Petualangan Dimulai

143 4 0
                                    

Keesokan harinya aku berpamitan kepada Pak Burhan untuk memulai petualanganku membangun ikatan dengan masyarakat. Beliau berpesan agar aku tidak berpuasa sunnah dulu, karena tradisi masyarakat sini adalah menjamu tamu dan tamunya tidak boleh menolak, jika menolak itu berarti tidak menghargai mereka. Aku mengayuh sepeda Furqan yang diserahkan kepadaku untuk kugunakan dalam kegiatanku sehari-hari.  Hari pertama ini aku bermaksud berkunjung ke rumah Pak Amir, salah satu warga yang berprofesi sebagai nelayan dan sering ngobrol denganku di hari-hari terakhir i’tikafku. Cukup menarik bagiku untuk mengetahui lebih jauh kehidupan nelayan yang belum pernah kuketahui sebelumnya.

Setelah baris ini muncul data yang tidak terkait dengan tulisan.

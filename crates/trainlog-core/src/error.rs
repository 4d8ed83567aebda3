//! Error types for trainlog-core.

use thiserror::Error;

#[derive(Error, Debug)]
pub enum TrainlogError {
    #[error("I/O error: {0}")]
    Io(#[from] std::io::Error),

    #[error("CSV error: {0}")]
    Csv(#[from] csv::Error),

    #[error("Workbook error: {0}")]
    Workbook(#[from] calamine::Error),

    #[error("YAML serialization error: {0}")]
    Yaml(#[from] serde_yaml::Error),

    #[error("Invalid set: {0}")]
    InvalidSet(String),

    #[error("No pending set at position {index} (session holds {len})")]
    PendingSetNotFound { index: usize, len: usize },

    #[error("Invalid week: {0}")]
    InvalidWeek(String),
}

pub type Result<T> = std::result::Result<T, TrainlogError>;
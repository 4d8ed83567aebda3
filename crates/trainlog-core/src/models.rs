//! Data models for trainlog.

use std::fmt;
use std::path::{Path, PathBuf};

use chrono::{Datelike, NaiveDate};
use serde::{Deserialize, Serialize};

use crate::error::{Result, TrainlogError};

/// Runtime configuration, read from `trainlog.yaml`.
#[derive(Debug, Clone, Serialize, Deserialize, PartialEq)]
#[serde(default)]
pub struct TrainlogConfig {
    /// CSV file holding every recorded set
    pub store_path: PathBuf,
    /// Workbook read by `trainlog import`
    pub workbook_path: PathBuf,
    /// First-cell text of the header row repeated inside workbook sheets
    pub header_marker: String,
    /// Directory `trainlog chart` writes SVG files into
    pub chart_dir: PathBuf,
    /// Host the dashboard server binds to
    pub host: String,
    /// Port the dashboard server binds to
    pub port: u16,
}

impl Default for TrainlogConfig {
    fn default() -> Self {
        Self {
            store_path: PathBuf::from("data/progreso_entrenamiento.csv"),
            workbook_path: PathBuf::from("data/Progreso.xlsx"),
            header_marker: "Ejercicio".to_string(),
            chart_dir: PathBuf::from("charts"),
            host: "127.0.0.1".to_string(),
            port: 8000,
        }
    }
}

impl TrainlogConfig {
    pub const FILE_NAME: &'static str = "trainlog.yaml";

    /// Load the config from `path`, or from `trainlog.yaml` in the working
    /// directory when no path is given. A missing file yields the defaults.
    pub fn load(path: Option<&Path>) -> Result<Self> {
        let path = path.unwrap_or_else(|| Path::new(Self::FILE_NAME));
        crate::storage::load_yaml(path)
    }
}

/// One performed set, the atomic row of the record store.
#[derive(Debug, Clone, Serialize, Deserialize, PartialEq)]
pub struct SetRecord {
    pub exercise: String,
    pub week: String,
    /// 1-based position within the exercise+week group
    pub series: u32,
    /// Kilograms
    pub weight: f64,
    pub reps: u32,
}

impl SetRecord {
    pub fn new(
        exercise: impl Into<String>,
        week: impl Into<String>,
        series: u32,
        weight: f64,
        reps: u32,
    ) -> Self {
        Self {
            exercise: exercise.into(),
            week: week.into(),
            series,
            weight,
            reps,
        }
    }

    pub fn volume(&self) -> f64 {
        self.weight * self.reps as f64
    }
}

/// Derived metrics for one exercise in one week.
#[derive(Debug, Clone, Serialize, PartialEq)]
pub struct SummaryRecord {
    pub exercise: String,
    pub week: String,
    pub mean_weight: f64,
    pub total_reps: u64,
    pub total_volume: f64,
    pub set_count: usize,
    pub volume_per_set: f64,
    /// Epley estimate from the group's first set
    pub estimated_one_rep_max: f64,
    /// NaN when the estimated 1RM is zero
    pub intensity_pct: f64,
    pub max_weight: f64,
    /// None for the first week of each exercise
    pub volume_delta: Option<f64>,
}

/// A set produced by the spreadsheet import, carrying the group aggregates
/// the import attaches to every row.
#[derive(Debug, Clone, PartialEq)]
pub struct ImportedSet {
    pub set: SetRecord,
    pub mean_weight: f64,
    pub total_reps: u64,
}

const MONTHS: [&str; 12] = [
    "Enero",
    "Febrero",
    "Marzo",
    "Abril",
    "Mayo",
    "Junio",
    "Julio",
    "Agosto",
    "Septiembre",
    "Octubre",
    "Noviembre",
    "Diciembre",
];

/// A week label in the log's "week of month + month name" convention,
/// e.g. "2ª Semana Marzo".
///
/// Labels are only ever composed, never parsed: the rest of the system
/// treats weeks as opaque strings.
#[derive(Debug, Clone, Copy, PartialEq, Eq)]
pub struct WeekLabel {
    week_of_month: u8,
    month: u32,
}

impl WeekLabel {
    pub const MAX_WEEK_OF_MONTH: u8 = 4;

    pub fn new(week_of_month: u8, month: u32) -> Result<Self> {
        if !(1..=Self::MAX_WEEK_OF_MONTH).contains(&week_of_month) {
            return Err(TrainlogError::InvalidWeek(format!(
                "week of month must be between 1 and {}, got {week_of_month}",
                Self::MAX_WEEK_OF_MONTH
            )));
        }
        if !(1..=12).contains(&month) {
            return Err(TrainlogError::InvalidWeek(format!(
                "month must be between 1 and 12, got {month}"
            )));
        }
        Ok(Self {
            week_of_month,
            month,
        })
    }

    /// Label for the week containing `date`; days past the 28th count as
    /// the fourth week.
    pub fn for_date(date: NaiveDate) -> Self {
        let week = ((date.day() - 1) / 7 + 1).min(Self::MAX_WEEK_OF_MONTH as u32);
        Self {
            week_of_month: week as u8,
            month: date.month(),
        }
    }

    pub fn current() -> Self {
        Self::for_date(chrono::Local::now().date_naive())
    }

    pub fn month_name(&self) -> &'static str {
        MONTHS[(self.month - 1) as usize]
    }
}

impl fmt::Display for WeekLabel {
    fn fmt(&self, f: &mut fmt::Formatter<'_>) -> fmt::Result {
        write!(f, "{}ª Semana {}", self.week_of_month, self.month_name())
    }
}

Berbekal petunjuk yang diberikan Pak Amir sebelumnya, aku menyusuri jalanan kampung mencari keberadaan rumah Pak Amir. Beberapa kali aku harus bertanya kepada orang yang kutemui untuk mendapatkan petunjuk yang lebih akurat. Orang-orang yang kutanyai itu juga bertanya tentang siapa aku dan setelah kujelaskan secara singkat sebagaimana yang sudah-sudah mereka jadi lebih bersahabat dan bahkan menawariku untuk mampir. Mereka juga sangat mengenal Pak Burhan karena beliau rupanya adalah orang yang sangat terpandang di kampung ini.

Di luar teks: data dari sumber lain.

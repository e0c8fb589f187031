//! Records of the engine's streamed build log.
//!
//! The engine writes one JSON object per event. Every field is optional;
//! unknown fields are ignored.

use serde::{Deserialize, Serialize};

/// Byte progress of a pull or layer transfer.
#[derive(Debug, Clone, Copy, Default, PartialEq, Eq, Serialize, Deserialize)]
pub struct ProgressDetail {
    /// Bytes done.
    #[serde(default)]
    pub current: u64,
    /// Bytes expected.
    #[serde(default)]
    pub total: u64,
}

/// Structured failure attached to an error record.
#[derive(Debug, Clone, Default, PartialEq, Eq, Serialize, Deserialize)]
pub struct ErrorDetail {
    /// Engine error code, when one is given.
    #[serde(default)]
    pub code: Option<i64>,
    /// Error text.
    #[serde(default)]
    pub message: String,
}

/// One decoded build log line.
#[derive(Debug, Clone, Default, PartialEq, Serialize, Deserialize)]
#[serde(rename_all = "camelCase")]
pub struct BuildLogRecord {
    /// Free-text output of a build step.
    #[serde(default, skip_serializing_if = "Option::is_none")]
    pub stream: Option<String>,
    /// Status line, e.g. `Downloading`.
    #[serde(default, skip_serializing_if = "Option::is_none")]
    pub status: Option<String>,
    /// Layer or step the status applies to.
    #[serde(default, skip_serializing_if = "Option::is_none")]
    pub id: Option<String>,
    /// Rendered progress bar.
    #[serde(default, skip_serializing_if = "Option::is_none")]
    pub progress: Option<String>,
    /// Numeric progress.
    #[serde(default, skip_serializing_if = "Option::is_none")]
    pub progress_detail: Option<ProgressDetail>,
    /// Error text; its presence marks the build as failed.
    #[serde(default, skip_serializing_if = "Option::is_none")]
    pub error: Option<String>,
    /// Structured form of `error`.
    #[serde(default, skip_serializing_if = "Option::is_none")]
    pub error_detail: Option<ErrorDetail>,
    /// Auxiliary payload, e.g. `{"ID": "sha256:..."}` for the built image.
    #[serde(default, skip_serializing_if = "Option::is_none")]
    pub aux: Option<serde_json::Value>,
}

impl BuildLogRecord {
    /// Returns the failure message if this is an error record.
    ///
    /// A record counts as an error if it has an `error` field or a non-empty
    /// `errorDetail.message`.
    #[must_use]
    pub fn failure(&self) -> Option<(String, Option<i64>)> {
        let code = self.error_detail.as_ref().and_then(|d| d.code);
        if let Some(message) = &self.error {
            return Some((message.clone(), code));
        }
        self.error_detail
            .as_ref()
            .filter(|d| !d.message.is_empty())
            .map(|d| (d.message.clone(), d.code))
    }

    /// Returns the image identifier announced in an `aux` record.
    #[must_use]
    pub fn image_id(&self) -> Option<&str> {
        self.aux.as_ref()?.get("ID")?.as_str()
    }
}

#[cfg(test)]
mod tests {
    use super::*;

    #[test]
    fn decodes_progress_record() {
        let record: BuildLogRecord = serde_json::from_str(
            r#"{"status":"Downloading","id":"a1b2","progress":"[==>  ]","progressDetail":{"current":10,"total":40}}"#,
        )
        .expect("decode");
        assert_eq!(record.status.as_deref(), Some("Downloading"));
        assert_eq!(
            record.progress_detail,
            Some(ProgressDetail {
                current: 10,
                total: 40
            })
        );
        assert!(record.failure().is_none());
    }

    #[test]
    fn empty_progress_detail_is_accepted() {
        let record: BuildLogRecord =
            serde_json::from_str(r#"{"status":"Pulling fs layer","progressDetail":{}}"#)
                .expect("decode");
        assert_eq!(record.progress_detail, Some(ProgressDetail::default()));
    }

    #[test]
    fn error_record_is_a_failure() {
        let record: BuildLogRecord = serde_json::from_str(
            r#"{"errorDetail":{"code":1,"message":"RUN exited 1"},"error":"RUN exited 1"}"#,
        )
        .expect("decode");
        assert_eq!(record.failure(), Some(("RUN exited 1".to_string(), Some(1))));
    }

    #[test]
    fn error_detail_alone_is_a_failure() {
        let record: BuildLogRecord =
            serde_json::from_str(r#"{"errorDetail":{"message":"no space left"}}"#).expect("decode");
        assert_eq!(record.failure(), Some(("no space left".to_string(), None)));
    }

    #[test]
    fn aux_carries_image_id() {
        let record: BuildLogRecord =
            serde_json::from_str(r#"{"aux":{"ID":"sha256:abc"}}"#).expect("decode");
        assert_eq!(record.image_id(), Some("sha256:abc"));
    }

    #[test]
    fn unknown_fields_are_ignored() {
        let record: BuildLogRecord =
            serde_json::from_str(r#"{"stream":"Step 1/2\n","extra":true}"#).expect("decode");
        assert_eq!(record.stream.as_deref(), Some("Step 1/2\n"));
    }
}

Akhirnya sampai juga aku di rumah Pak Amir. Sambutan keluarganya sungguh luar biasa hangatnya, seperti menyambut keluarganya yang baru pulang dari rantau. Sambil menikmati hidangan kue-kue dan makanan khas lebaran, Pak Amir bercerita tentang suka dukanya jadi nelayan, kehidupan keluarganya, dan juga kehidupan kebanyakan para nelayan di situ.

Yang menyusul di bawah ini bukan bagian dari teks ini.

//! Engine-neutral response records.

use berth_common::types::{ContainerId, ContainerState, ImageId};
use chrono::{DateTime, Utc};
use serde::{Deserialize, Serialize};

/// One entry of a container listing.
#[derive(Debug, Clone, PartialEq, Eq, Serialize, Deserialize)]
pub struct ContainerSummary {
    /// Container identifier.
    pub id: ContainerId,
    /// Names, without the engine's leading slash.
    pub names: Vec<String>,
    /// Image the container was created from.
    pub image: String,
    /// Lifecycle state, `None` if the engine reported an unknown one.
    pub state: Option<ContainerState>,
    /// Human-readable status, e.g. `Up 3 minutes (healthy)`.
    pub status: String,
    /// Creation time.
    pub created: Option<DateTime<Utc>>,
}

/// Response to a successful create.
#[derive(Debug, Clone, PartialEq, Eq, Serialize, Deserialize)]
pub struct CreatedContainer {
    /// Identifier of the new container.
    pub id: ContainerId,
    /// Non-fatal warnings raised by the engine.
    pub warnings: Vec<String>,
}

/// Healthcheck state of a container.
#[derive(Debug, Clone, PartialEq, Eq, Serialize, Deserialize)]
pub struct HealthState {
    /// Status string exactly as the engine reported it.
    pub status: String,
    /// Consecutive failed probes.
    pub failing_streak: u32,
}

/// Runtime state of an inspected container.
#[derive(Debug, Clone, PartialEq, Eq, Serialize, Deserialize)]
pub struct ContainerStateInfo {
    /// Lifecycle state, `None` if the engine reported an unknown one.
    pub status: Option<ContainerState>,
    /// Whether the main process is running.
    pub running: bool,
    /// Exit code of the last run.
    pub exit_code: i64,
    /// Healthcheck state, absent when no healthcheck is configured.
    pub health: Option<HealthState>,
}

/// Low-level information about one container.
#[derive(Debug, Clone, PartialEq, Eq, Serialize, Deserialize)]
pub struct ContainerInspect {
    /// Container identifier.
    pub id: ContainerId,
    /// Container name, without the leading slash.
    pub name: String,
    /// Image identifier the container runs.
    pub image: String,
    /// Runtime state.
    pub state: ContainerStateInfo,
}

/// State of an exec instance.
#[derive(Debug, Clone, PartialEq, Eq, Serialize, Deserialize)]
pub struct ExecInspect {
    /// Whether the command is still running.
    pub running: bool,
    /// Exit code, once the command has finished.
    pub exit_code: Option<i64>,
}

/// Low-level information about one image.
#[derive(Debug, Clone, PartialEq, Eq, Serialize, Deserialize)]
pub struct ImageInspect {
    /// Image identifier.
    pub id: ImageId,
    /// Repository tags pointing at this image.
    pub repo_tags: Vec<String>,
    /// Size in bytes.
    pub size: u64,
}

/// One line of an image removal response.
#[derive(Debug, Clone, PartialEq, Eq, Serialize, Deserialize)]
pub enum ImageDeleteItem {
    /// A tag was removed.
    Untagged(String),
    /// An image layer was deleted.
    Deleted(ImageId),
}

/// Outcome of an image prune.
#[derive(Debug, Clone, Default, PartialEq, Eq, Serialize, Deserialize)]
pub struct PruneReport {
    /// Bytes of disk space freed.
    pub space_reclaimed: u64,
    /// Images that were deleted.
    pub images_deleted: Vec<ImageId>,
}

impl PruneReport {
    /// Returns `true` if nothing was removed.
    #[must_use]
    pub fn is_empty(&self) -> bool {
        self.images_deleted.is_empty() && self.space_reclaimed == 0
    }
}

Hal yang dikeluhkan para nelayan yang kebanyakan adalah nelayan kecil dengan kapal yang berkapsitas 1-2 ton, adalah ketika musim cuaca buruk yang pasti terjadi setiap tahunnya, mereka hampir selalu terjerat hutang kepada rentenir untuk menyambung hidup dan modal melaut kembali. Hal ini terus menerus terjadi setiap tahunnya, berulang dan berulang lagi seakan sudah menjadi tradisi. Habis mau bagaimana lagi, tidak ada lagi alternatif lain untuk bisa mendapatkan pinjaman. Selain itu Pak Amir juga menceritakan tentang fenomena kondisi ekonomi para nelayan yang stagnan selama bertahun-tahun nyaris tanpa perubahan berarti.
Pak Amir juga mengajakku berkeliling berkunjung ke rumah-rumah warga di sekitar rumahnya. Tak kusia-siakan kesempatan ini untuk berkenalan dan bertanya lebih banyak lagi kepada mereka. Dengan ramah mereka menyambutku dan melayani pertanyaan-pertanyaan dariku. Rata-rata mereka menyampaikan hal yang sama dengan yang telah disampaikan Pak Amir sebelumnya. Aku menghabiskan waktu sampai menjelang ashar di rumah Pak Amir dan beberapa orang tetangganya, merasakan aneka makanan yang mereka suguhkan dan keramahan serta semangat kekeluargaan yang mereka tunjukkan. Setiap aku berpamitan aku selalu menanyakan apakah aku boleh sering-sering datang lagi dan semua mempersilahkan dengan senang hati.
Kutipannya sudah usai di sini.